Week 1 - Principles, Practices, Presentations, Project management¶
Assignment¶
- Plan and sketch a potential final project
- Read, sign (add your name to) the student agreement and commit it to your repo
- Work through a git tutorial.
- Build a personal website in the class archive describing yourself and your final project. Refer to the lecture material for examples.
- Upload parts 1 and 2, to the class archive.

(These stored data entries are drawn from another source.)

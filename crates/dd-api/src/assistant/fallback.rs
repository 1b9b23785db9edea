use std::sync::Arc;

use dd_db::models::{Difficulty, Question, QuestionKind, Recipe};

use super::{Assistant, Evaluation};
use crate::metrics;

/// Distractors offered next to the first ingredient
const FALLBACK_DISTRACTORS: [&str; 3] = ["Cornstarch", "Rice Flour", "Buckwheat"];

const STANDARD_FEEDBACK: &str = "Standard validation applied.";

const GENERIC_INSIGHT: &str = "Incorrect answer. Re-check the recipe details to master this step!";

/// Wraps an [`Assistant`] so every call yields a usable result.
///
/// Failures are logged and counted, then replaced with locally built
/// substitutes.
#[derive(Clone)]
pub struct FallbackAssistant {
    inner: Arc<dyn Assistant>,
}

impl FallbackAssistant {
    pub fn new(inner: Arc<dyn Assistant>) -> Self {
        Self { inner }
    }

    /// Questions for a quiz; a single placeholder question on failure.
    pub async fn generate_quiz(
        &self,
        recipe: &Recipe,
        difficulty: Difficulty,
        seed: u32,
        count: usize,
    ) -> Vec<Question> {
        match self
            .inner
            .generate_quiz(recipe, difficulty, seed, count)
            .await
        {
            Ok(questions) if !questions.is_empty() => questions,
            Ok(_) => {
                tracing::warn!(recipe_id = %recipe.id, "Quiz generation returned no questions");
                metrics::record_assistant_fallback("generate");
                vec![fallback_question(recipe)]
            }
            Err(e) => {
                tracing::warn!(recipe_id = %recipe.id, "Quiz generation failed: {e}");
                metrics::record_assistant_fallback("generate");
                vec![fallback_question(recipe)]
            }
        }
    }

    /// Grade a free-response answer; exact match on failure.
    pub async fn evaluate_free_response(
        &self,
        answer: &str,
        correct_answer: &str,
        question: &str,
    ) -> Evaluation {
        match self
            .inner
            .evaluate_free_response(answer, correct_answer, question)
            .await
        {
            Ok(evaluation) => evaluation,
            Err(e) => {
                tracing::warn!("Free-response evaluation failed: {e}");
                metrics::record_assistant_fallback("evaluate");
                exact_match_evaluation(answer, correct_answer)
            }
        }
    }

    /// Explain a wrong answer; the static explanation on failure.
    pub async fn explain_mistake(&self, question: &Question, wrong_answer: &str) -> String {
        match self
            .inner
            .explain_mistake(&question.prompt, wrong_answer, &question.correct_answer)
            .await
        {
            Ok(text) if !text.trim().is_empty() => text.trim().to_string(),
            Ok(_) => {
                metrics::record_assistant_fallback("explain");
                static_explanation(question)
            }
            Err(e) => {
                tracing::warn!(question_id = %question.id, "Mistake explanation failed: {e}");
                metrics::record_assistant_fallback("explain");
                static_explanation(question)
            }
        }
    }
}

/// Placeholder question built from the recipe's first ingredient.
///
/// Recipes without ingredients get a category question instead.
pub fn fallback_question(recipe: &Recipe) -> Question {
    let id = format!("fallback-{}", recipe.id);

    let Some(ingredient) = recipe.ingredients.first() else {
        return Question {
            id,
            kind: QuestionKind::FillInBlank,
            prompt: format!("Which category of bake is {}?", recipe.name),
            correct_answer: recipe.category.as_str().to_string(),
            hint: None,
            explanation: format!("{} is one of our {} recipes.", recipe.name, recipe.category.as_str()),
        };
    };

    let mut options = vec![ingredient.name.clone()];
    options.extend(
        FALLBACK_DISTRACTORS
            .iter()
            .filter(|d| !d.eq_ignore_ascii_case(&ingredient.name))
            .map(|d| d.to_string()),
    );

    let explanation = if ingredient.importance.is_empty() {
        format!("{} provides the essential structure.", ingredient.name)
    } else {
        format!("{}: {}", ingredient.name, ingredient.importance)
    };

    Question {
        id,
        kind: QuestionKind::MultipleChoice { options },
        prompt: format!("What is the main ingredient used in {}?", recipe.name),
        correct_answer: ingredient.name.clone(),
        hint: None,
        explanation,
    }
}

/// Case-insensitive exact comparison with the generic feedback line.
pub fn exact_match_evaluation(answer: &str, correct_answer: &str) -> Evaluation {
    Evaluation {
        is_correct: answer.trim().to_lowercase() == correct_answer.trim().to_lowercase(),
        feedback: STANDARD_FEEDBACK.to_string(),
    }
}

fn static_explanation(question: &Question) -> String {
    if question.explanation.trim().is_empty() {
        GENERIC_INSIGHT.to_string()
    } else {
        question.explanation.clone()
    }
}

#[cfg(test)]
mod tests {
    use super::*;
    use crate::assistant::AssistantError;
    use async_trait::async_trait;
    use dd_db::{catalog, models::RecipeCategory};

    struct Unreachable;

    #[async_trait]
    impl Assistant for Unreachable {
        async fn generate_quiz(
            &self,
            _: &Recipe,
            _: Difficulty,
            _: u32,
            _: usize,
        ) -> Result<Vec<Question>, AssistantError> {
            Err(AssistantError::MissingApiKey)
        }

        async fn evaluate_free_response(
            &self,
            _: &str,
            _: &str,
            _: &str,
        ) -> Result<Evaluation, AssistantError> {
            Err(AssistantError::Empty)
        }

        async fn explain_mistake(&self, _: &str, _: &str, _: &str) -> Result<String, AssistantError> {
            Err(AssistantError::Parse("garbage".into()))
        }
    }

    fn recipe() -> Recipe {
        catalog::builtin_recipe("basic-bread").unwrap().clone()
    }

    #[tokio::test]
    async fn test_generation_failure_yields_one_question() {
        let assistant = FallbackAssistant::new(Arc::new(Unreachable));
        let recipe = recipe();

        let questions = assistant
            .generate_quiz(&recipe, Difficulty::Beginner, 7, 5)
            .await;

        assert_eq!(questions.len(), 1);
        let question = &questions[0];
        let first = &recipe.ingredients[0].name;
        assert_eq!(&question.correct_answer, first);
        assert_eq!(question.options()[0], *first);
        assert!(question.options().iter().any(|o| o == "Buckwheat"));
    }

    #[test]
    fn test_fallback_without_ingredients() {
        let mut recipe = recipe();
        recipe.ingredients.clear();
        recipe.category = RecipeCategory::Pies;

        let question = fallback_question(&recipe);
        assert_eq!(question.kind, QuestionKind::FillInBlank);
        assert_eq!(question.correct_answer, "Pies");
    }

    #[test]
    fn test_fallback_skips_colliding_distractor() {
        let mut recipe = recipe();
        recipe.ingredients[0].name = "Rice Flour".to_string();

        let question = fallback_question(&recipe);
        assert_eq!(question.options(), ["Rice Flour", "Cornstarch", "Buckwheat"]);
    }

    #[tokio::test]
    async fn test_evaluation_falls_back_to_exact_match() {
        let assistant = FallbackAssistant::new(Arc::new(Unreachable));

        let evaluation = assistant
            .evaluate_free_response(" bread flour", "Bread Flour", "Which flour?")
            .await;
        assert!(evaluation.is_correct);
        assert_eq!(evaluation.feedback, STANDARD_FEEDBACK);

        let evaluation = assistant
            .evaluate_free_response("plain flour", "Bread Flour", "Which flour?")
            .await;
        assert!(!evaluation.is_correct);
    }

    #[tokio::test]
    async fn test_explanation_falls_back_to_static_text() {
        let assistant = FallbackAssistant::new(Arc::new(Unreachable));
        let mut question = fallback_question(&recipe());

        let text = assistant.explain_mistake(&question, "Cornstarch").await;
        assert_eq!(text, question.explanation);

        question.explanation.clear();
        let text = assistant.explain_mistake(&question, "Cornstarch").await;
        assert_eq!(text, GENERIC_INSIGHT);
    }
}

Additional Personal Goals¶
Also some goals 1
| Goal | Resource | Notes |
|---|---|---|
| Learn Markdown | website | finding non-basic videos |
| Learn to Compress Files | Adam Stone Compressor | also review Neil notes |
| Make a website | past student research | look in my Google doc notes |
| final Project Orgnization | Kenny Documentation | find notes and files |
Added Unexpected Bonus¶
learned to make animated gifs:¶
Claude results on Animated Gif creation From video:
-
Online tools - Upload a video to sites like ezgif.com, giphy.com/create, or imgflip.com/gif-maker. Trim the clip, adjust speed, add text if you want, then download.
-
Phone apps - GIPHY (iOS/Android) lets you convert videos from your camera roll or record new ones directly in the app.
Claude also suggested that my phone could do it. I use an Andriod and it does make them! So I took the video, edited it on the phone editing app. I replacd the one I originally had from Tenor with my own creation seen on the home page. However, i noticed it was 3MB and we have a 10MB per commit limit. So then I took it to the freeconvert.com file compressor. However, it still increased my objects file (see below).
GIT Objects¶
I noticed that my files being uploaded were bigger than I thought they should be. So I started to navigate around and figured out it was the .got/objects file that was so big. Claude's advice.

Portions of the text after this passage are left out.